In the same discourse, Erdogan denied any
legitimacy to the Al-Assad hierarchy. Erdogan emphasized, "We will offer
all possible support to liberate the Syrians from dictatorship… a tyrannical
regime that kills its own people" and which is also "a clear and
present danger" to Turkish security. He warned that the Syrian rulers
would suffer Turkey's "furious anger," and announced that "any
military element that approaches the Turkish border from Syria, posing a
security risk or danger, will be regarded as a threat and treated as a military
target."
Erdogan has sought international support for
Turkey's posture on Syria. NATO, of which Turkey is a member, assailed Syria's
attack on the Turkish plane. The secretary-general of the Atlantic alliance,
Anders Fogh Rasmussen, said, "We consider this act to be unacceptable and
condemn it in the strongest terms." Rasmussen referred to it as
"another example of the Syrian authorities' disregard for international
norms, peace and security and human life."
Unanswered questions surround the episode: as
the Turkish RF-4E jet is a reconnaissance craft, Ankara has been accused of
testing Syrian air defenses. The Turkish academic Hasan Koni, who is critical
of Erdogan's administration, noted on the Turkish television network NTV that
the plane, one of the oldest models in Turkey's air arsenal, was brought down
near the Syrian city of Latakia, 44 miles (70 kilometres) from the Russian navy
base at Tartus, Syria -- the last Russian military facility outside its
territory, and the sole refueling station for Russian naval forces in the
Mediterranean. Koni suggested that the plane could have intended to observe the
Russian installation.
The Turkish public has been, as it has been so
often, swept by conspiratorial rumors about the Syrian shoot-down. Many Turks
are convinced that the United States wishes to use their country as a proxy
against Syria in a war that could deeply harm Turkey. Anti-war sentiment is
high, and supported by many in the secular opposition's Republican People's
Party, or CHP. In a statement after a meeting with Erdogan on June 25, CHP
leader Kemal Kilicdaroglu called the Syrian attack "intolerable," and
said, "Nobody should dare test Turkey's deterrence and strength. Turkish
foreign policy, at the same time, should not pursue a line that would lead to
such incidents." Still, according to the authoritative daily, Hurriyet,
Refik Eryilmaz, a CHP deputy for Hatay, the Turkish province on the boundary
near where the plane was downed, "reportedly said at his party's
closed-door parliamentary group meeting, 'We have to believe our foreign
minister. But our past experiences show that we have to be cautious. The [AKP]
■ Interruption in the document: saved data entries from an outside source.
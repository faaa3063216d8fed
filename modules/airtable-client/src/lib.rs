pub mod error;
pub mod types;

pub use error::{AirtableError, Result};
pub use types::{tables, AdFields, BrandFields, JobFields, Record, RecordList};

use std::time::Duration;

use adscope_common::retry::{retry_with_backoff_if, RetryPolicy};
use adscope_common::types::{
    validate_page_url, AdAnalysis, AdRecord, AdSighting, BrandRecord, JobRecord, JobStatus,
    JobUpdate, NewAd, TimeRange,
};
use chrono::{NaiveDate, Utc};
use reqwest::Method;
use serde::de::DeserializeOwned;
use serde_json::{json, Value};

const BASE_URL: &str = "https://api.airtable.com/v0";

/// Typed façade over the Airtable base holding Brands, Ad Fetch Jobs,
/// and Ads. Every request funnels through one helper that retries
/// transient failures (429, 503/504, network) with short backoff.
pub struct AirtableClient {
    http: reqwest::Client,
    api_key: String,
    base_id: String,
    base_url: String,
    retry: RetryPolicy,
}

impl AirtableClient {
    pub fn new(api_key: String, base_id: String) -> Self {
        Self {
            http: reqwest::Client::new(),
            api_key,
            base_id,
            base_url: BASE_URL.to_string(),
            retry: RetryPolicy::new(2, Duration::from_millis(500)),
        }
    }

    pub fn with_base_url(mut self, url: &str) -> Self {
        self.base_url = url.to_string();
        self
    }

    // -----------------------------------------------------------------------
    // Ad Fetch Jobs
    // -----------------------------------------------------------------------

    pub async fn get_job(&self, record_id: &str) -> Result<Option<JobRecord>> {
        match self
            .request::<Record<JobFields>>(Method::GET, self.record_url(tables::JOBS, record_id)?, None)
            .await
        {
            Ok(record) => Ok(Some(record.into())),
            Err(e) if is_not_found(&e) => Ok(None),
            Err(e) => Err(e),
        }
    }

    pub async fn create_job(
        &self,
        name: &str,
        brand_ids: &[String],
        time_range: TimeRange,
        max_results: u32,
    ) -> Result<JobRecord> {
        let fields =
            types::job_create_fields(name, brand_ids, time_range, max_results, Utc::now());
        let record: Record<JobFields> = self
            .request(
                Method::POST,
                self.table_url(tables::JOBS)?,
                Some(json!({ "fields": fields })),
            )
            .await?;
        Ok(record.into())
    }

    /// Apply a status transition plus whichever stamps accompany it.
    pub async fn update_job_status(
        &self,
        record_id: &str,
        status: JobStatus,
        update: &JobUpdate,
    ) -> Result<()> {
        let fields = types::job_update_fields(status, update);
        let _: Record<JobFields> = self
            .request(
                Method::PATCH,
                self.record_url(tables::JOBS, record_id)?,
                Some(json!({ "fields": fields })),
            )
            .await?;
        Ok(())
    }

    /// All jobs, optionally narrowed to one status, newest first.
    pub async fn list_jobs(&self, status: Option<JobStatus>) -> Result<Vec<JobRecord>> {
        let mut url = self.table_url(tables::JOBS)?;
        if let Some(status) = status {
            url.query_pairs_mut()
                .append_pair("filterByFormula", &format!("{{status}} = '{status}'"));
        }
        url.query_pairs_mut()
            .append_pair("sort[0][field]", "created_at")
            .append_pair("sort[0][direction]", "desc");
        let list: RecordList<JobFields> = self.request(Method::GET, url, None).await?;
        Ok(list.records.into_iter().map(Into::into).collect())
    }

    /// Delete a job. Refused while the job is Running; the orchestrator
    /// owns in-flight jobs exclusively.
    pub async fn delete_job(&self, record_id: &str) -> Result<()> {
        if let Some(job) = self.get_job(record_id).await? {
            if job.status == JobStatus::Running {
                return Err(AirtableError::JobRunning(record_id.to_string()));
            }
        }
        let _: Value = self
            .request(Method::DELETE, self.record_url(tables::JOBS, record_id)?, None)
            .await?;
        Ok(())
    }

    // -----------------------------------------------------------------------
    // Brands
    // -----------------------------------------------------------------------

    pub async fn get_brand(&self, record_id: &str) -> Result<Option<BrandRecord>> {
        match self
            .request::<Record<BrandFields>>(
                Method::GET,
                self.record_url(tables::BRANDS, record_id)?,
                None,
            )
            .await
        {
            Ok(record) => Ok(Some(record.into())),
            Err(e) if is_not_found(&e) => Ok(None),
            Err(e) => Err(e),
        }
    }

    /// Batch-resolve brands by record id in a single filtered query.
    pub async fn get_brands(&self, record_ids: &[String]) -> Result<Vec<BrandRecord>> {
        if record_ids.is_empty() {
            return Ok(Vec::new());
        }
        let mut url = self.table_url(tables::BRANDS)?;
        url.query_pairs_mut()
            .append_pair("filterByFormula", &record_id_filter(record_ids));
        let list: RecordList<BrandFields> = self.request(Method::GET, url, None).await?;
        Ok(list.records.into_iter().map(Into::into).collect())
    }

    pub async fn list_brands(&self) -> Result<Vec<BrandRecord>> {
        let mut url = self.table_url(tables::BRANDS)?;
        url.query_pairs_mut()
            .append_pair("sort[0][field]", "created_at")
            .append_pair("sort[0][direction]", "desc");
        let list: RecordList<BrandFields> = self.request(Method::GET, url, None).await?;
        Ok(list.records.into_iter().map(Into::into).collect())
    }

    pub async fn create_brand(&self, name: &str, page_url: &str) -> Result<BrandRecord> {
        validate_page_url(page_url).map_err(AirtableError::InvalidPageUrl)?;
        let fields = types::brand_create_fields(name, page_url, Utc::now());
        let record: Record<BrandFields> = self
            .request(
                Method::POST,
                self.table_url(tables::BRANDS)?,
                Some(json!({ "fields": fields })),
            )
            .await?;
        Ok(record.into())
    }

    /// Rename a brand or repoint its page URL. Unset arguments are left
    /// untouched.
    pub async fn update_brand(
        &self,
        record_id: &str,
        name: Option<&str>,
        page_url: Option<&str>,
    ) -> Result<BrandRecord> {
        if let Some(page_url) = page_url {
            validate_page_url(page_url).map_err(AirtableError::InvalidPageUrl)?;
        }
        let fields = types::brand_update_fields(name, page_url);
        let record: Record<BrandFields> = self
            .request(
                Method::PATCH,
                self.record_url(tables::BRANDS, record_id)?,
                Some(json!({ "fields": fields })),
            )
            .await?;
        Ok(record.into())
    }

    pub async fn delete_brand(&self, record_id: &str) -> Result<()> {
        let _: Value = self
            .request(Method::DELETE, self.record_url(tables::BRANDS, record_id)?, None)
            .await?;
        Ok(())
    }

    // -----------------------------------------------------------------------
    // Ads
    // -----------------------------------------------------------------------

    /// Exact-match lookup on the dedup key. At most one row is expected;
    /// the store does not enforce uniqueness, this client does.
    pub async fn find_ad_by_archive_id(&self, archive_id: &str) -> Result<Option<AdRecord>> {
        let mut url = self.table_url(tables::ADS)?;
        url.query_pairs_mut()
            .append_pair(
                "filterByFormula",
                &format!("{{ad_archive_id}} = '{}'", escape_formula_value(archive_id)),
            )
            .append_pair("maxRecords", "1");
        let list: RecordList<AdFields> = self.request(Method::GET, url, None).await?;
        Ok(list.records.into_iter().next().map(Into::into))
    }

    pub async fn create_ad(&self, ad: &NewAd, job_id: &str) -> Result<String> {
        let fields = types::ad_create_fields(ad, job_id, Utc::now());
        let record: Record<AdFields> = self
            .request(
                Method::POST,
                self.table_url(tables::ADS)?,
                Some(json!({ "fields": fields })),
            )
            .await?;
        Ok(record.id)
    }

    /// Refresh mutable fields on a re-sighted ad and replace its job link
    /// set with the pre-computed union.
    pub async fn update_ad_sighting(&self, record_id: &str, sighting: &AdSighting) -> Result<()> {
        let fields = types::ad_sighting_fields(sighting);
        let _: Record<AdFields> = self
            .request(
                Method::PATCH,
                self.record_url(tables::ADS, record_id)?,
                Some(json!({ "fields": fields })),
            )
            .await?;
        Ok(())
    }

    /// Unanalyzed active video ads, newest first, optionally bounded to
    /// those that started after `start_date`.
    pub async fn ads_for_analysis(
        &self,
        limit: u32,
        start_date: Option<NaiveDate>,
    ) -> Result<Vec<AdRecord>> {
        let mut url = self.table_url(tables::ADS)?;
        url.query_pairs_mut()
            .append_pair("filterByFormula", &analysis_filter(start_date))
            .append_pair("maxRecords", &limit.to_string())
            .append_pair("sort[0][field]", "created_at")
            .append_pair("sort[0][direction]", "desc");
        let list: RecordList<AdFields> = self.request(Method::GET, url, None).await?;
        Ok(list.records.into_iter().map(Into::into).collect())
    }

    pub async fn get_ad(&self, record_id: &str) -> Result<Option<AdRecord>> {
        match self
            .request::<Record<AdFields>>(Method::GET, self.record_url(tables::ADS, record_id)?, None)
            .await
        {
            Ok(record) => Ok(Some(record.into())),
            Err(e) if is_not_found(&e) => Ok(None),
            Err(e) => Err(e),
        }
    }

    /// Batch fetch ads by record id (explicit-id analysis triggers).
    pub async fn get_ads(&self, record_ids: &[String]) -> Result<Vec<AdRecord>> {
        if record_ids.is_empty() {
            return Ok(Vec::new());
        }
        let mut url = self.table_url(tables::ADS)?;
        url.query_pairs_mut()
            .append_pair("filterByFormula", &record_id_filter(record_ids));
        let list: RecordList<AdFields> = self.request(Method::GET, url, None).await?;
        Ok(list.records.into_iter().map(Into::into).collect())
    }

    /// Write analysis results back. Sets `analysis_completed`, which gates
    /// the row out of future analysis batches.
    pub async fn update_ad_analysis(&self, record_id: &str, analysis: &AdAnalysis) -> Result<()> {
        let fields = types::ad_analysis_fields(analysis);
        let _: Record<AdFields> = self
            .request(
                Method::PATCH,
                self.record_url(tables::ADS, record_id)?,
                Some(json!({ "fields": fields })),
            )
            .await?;
        Ok(())
    }

    // -----------------------------------------------------------------------
    // Plumbing
    // -----------------------------------------------------------------------

    fn table_url(&self, table: &str) -> Result<url::Url> {
        let mut url = url::Url::parse(&self.base_url)
            .map_err(|e| AirtableError::Parse(format!("bad base URL: {e}")))?;
        url.path_segments_mut()
            .map_err(|_| AirtableError::Parse("base URL cannot be a base".to_string()))?
            .push(&self.base_id)
            .push(table);
        Ok(url)
    }

    fn record_url(&self, table: &str, record_id: &str) -> Result<url::Url> {
        let mut url = self.table_url(table)?;
        url.path_segments_mut()
            .map_err(|_| AirtableError::Parse("base URL cannot be a base".to_string()))?
            .push(record_id);
        Ok(url)
    }

    async fn request<T: DeserializeOwned>(
        &self,
        method: Method,
        url: url::Url,
        body: Option<Value>,
    ) -> Result<T> {
        retry_with_backoff_if(&self.retry, AirtableError::is_retryable, || {
            let method = method.clone();
            let url = url.clone();
            let body = body.clone();
            async move {
                let mut req = self
                    .http
                    .request(method, url)
                    .bearer_auth(&self.api_key);
                if let Some(body) = &body {
                    req = req.json(body);
                }
                let resp = req.send().await?;

                let status = resp.status();
                if !status.is_success() {
                    let message = resp.text().await.unwrap_or_default();
                    return Err(AirtableError::Api {
                        status: status.as_u16(),
                        message,
                    });
                }

                Ok(resp.json::<T>().await?)
            }
        })
        .await
    }
}

fn is_not_found(err: &AirtableError) -> bool {
    matches!(err, AirtableError::Api { status: 404, .. })
}

/// Single-quote formula literals cannot carry quotes; record ids and
/// archive ids are provider-assigned and never contain them, but strip
/// anyway so a hostile value cannot splice the formula.
fn escape_formula_value(value: &str) -> String {
    value.replace(['\'', '"'], "")
}

/// `OR(RECORD_ID()='rec1',RECORD_ID()='rec2',...)` — Airtable has no bulk
/// get-by-id, so batch resolution goes through one filtered query.
fn record_id_filter(record_ids: &[String]) -> String {
    let clauses: Vec<String> = record_ids
        .iter()
        .map(|id| format!("RECORD_ID()='{}'", escape_formula_value(id)))
        .collect();
    format!("OR({})", clauses.join(","))
}

fn analysis_filter(start_date: Option<NaiveDate>) -> String {
    let mut formula = String::from(
        "AND({status} = 'Active', \
         OR({display_format} = 'Video', {display_format} = 'video'), \
         {analysis_completed} = FALSE()",
    );
    if let Some(date) = start_date {
        formula.push_str(&format!(", IS_AFTER({{start_date}}, '{date}')"));
    }
    formula.push(')');
    formula
}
initially denied secret talks with the PKK, but later they admitted it. That is
why we should be very careful.'"
Erdogan projects himself as a patron of the
Muslim world. This is the danger in his position. Isolated operations by Turkey
against Syria will not resolve the situation. Erdogan appealed to NATO only for
talks with its other members based on Article 4 of the 1949 North Atlantic
Treaty, which provides for mutual consultations when a member is threatened. He
did not invoke Article 5, which describes an attack on one NATO member as an
attack on all, in which the entire body must mobilize to defend the member
under assault. As he has before, Erdogan employs bluster and intrigue
simultaneously, with one single aim: the expansion of Turkish regional power.